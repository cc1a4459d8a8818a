//! Visit-once and traversal-shape guarantees: multi-path graphs, cycles,
//! deep chains, and pass independence.

use std::collections::HashMap;
use std::sync::Mutex;

use heapsnap::test_util::GraphFixture;
use heapsnap::{
    Constant, EntityId, FieldId, HeapVerifier, ObjectScanner, ReusableSet, ScanObserver,
    ScanReason, Slot,
};

const LEFT: FieldId = FieldId(0);
const RIGHT: FieldId = FieldId(1);
const NEXT: FieldId = FieldId(2);

#[derive(Default)]
struct VisitCounter {
    visits: Mutex<HashMap<EntityId, usize>>,
}

impl ScanObserver for VisitCounter {
    fn entity_visited(&self, entity: EntityId, _reason: ScanReason) {
        *self.visits.lock().unwrap().entry(entity).or_insert(0) += 1;
    }

    fn slot_read(&self, _entity: EntityId, _slot: Slot, _value: &Constant) {}

    fn new_reachable(&self, _entity: EntityId) {}
}

#[test]
fn diamond_is_visited_once() {
    let fx = GraphFixture::new();
    let shared = fx.add_instance(&[(NEXT, Constant::Null)]);
    let left = fx.add_instance(&[(LEFT, Constant::Object(shared))]);
    let right = fx.add_instance(&[(RIGHT, Constant::Object(shared))]);

    let visited = ReusableSet::new();
    let counter = VisitCounter::default();
    let scanner = ObjectScanner::new(&fx, &fx, &visited, &counter);
    for root in [shared, left, right] {
        scanner
            .scan(&Constant::Object(root), ScanReason::Root)
            .unwrap();
    }

    let visits = counter.visits.lock().unwrap();
    assert_eq!(visits.len(), 3);
    assert!(visits.values().all(|&count| count == 1));
}

#[test]
fn cyclic_graph_converges_and_detects_cycle_breaks() {
    let fx = GraphFixture::new();
    let a = fx.add_instance(&[(NEXT, Constant::Null)]);
    let b = fx.add_instance(&[(NEXT, Constant::Object(a))]);
    fx.set_field(a, NEXT, Constant::Object(b));
    let store = fx.snapshot();

    let verifier = HeapVerifier::new(&fx, &fx, &store);
    assert!(!verifier
        .run_pass("during analysis", true)
        .unwrap()
        .requires_another_round());

    fx.set_field(b, NEXT, Constant::Null);
    let outcome = verifier.run_pass("during analysis", true).unwrap();
    assert!(outcome.requires_another_round());
    assert_eq!(outcome.report().divergences().len(), 1);
    assert_eq!(outcome.report().divergences()[0].entity, b);
}

#[test]
fn deep_chain_does_not_exhaust_the_stack() {
    let fx = GraphFixture::new();
    let mut head = fx.add_instance(&[(NEXT, Constant::Null)]);
    for _ in 0..50_000 {
        let node = fx.add_instance(&[(NEXT, Constant::Object(head))]);
        fx.unlist(head);
        head = node;
    }
    let store = fx.snapshot();

    let verifier = HeapVerifier::new(&fx, &fx, &store);
    assert!(!verifier
        .run_pass("deep chain", true)
        .unwrap()
        .requires_another_round());
}

#[test]
fn marker_reset_keeps_passes_independent() {
    let fx = GraphFixture::new();
    let a = fx.add_instance(&[(NEXT, Constant::Int(1))]);
    let store = fx.snapshot();

    let verifier = HeapVerifier::new(&fx, &fx, &store);
    assert!(!verifier
        .run_pass("first", true)
        .unwrap()
        .requires_another_round());

    // If the marker survived across passes, the mutated entity would be
    // skipped and the drift missed.
    fx.set_field(a, NEXT, Constant::Int(2));
    let outcome = verifier.run_pass("second", true).unwrap();
    assert!(outcome.requires_another_round());
    assert_eq!(outcome.report().divergences().len(), 1);
}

§ **TASK INSTRUCTIONS**
A number is the only answer here: how many lines of the material above contain "ObjectScanner"?

§ **TASK SOLUTION**
2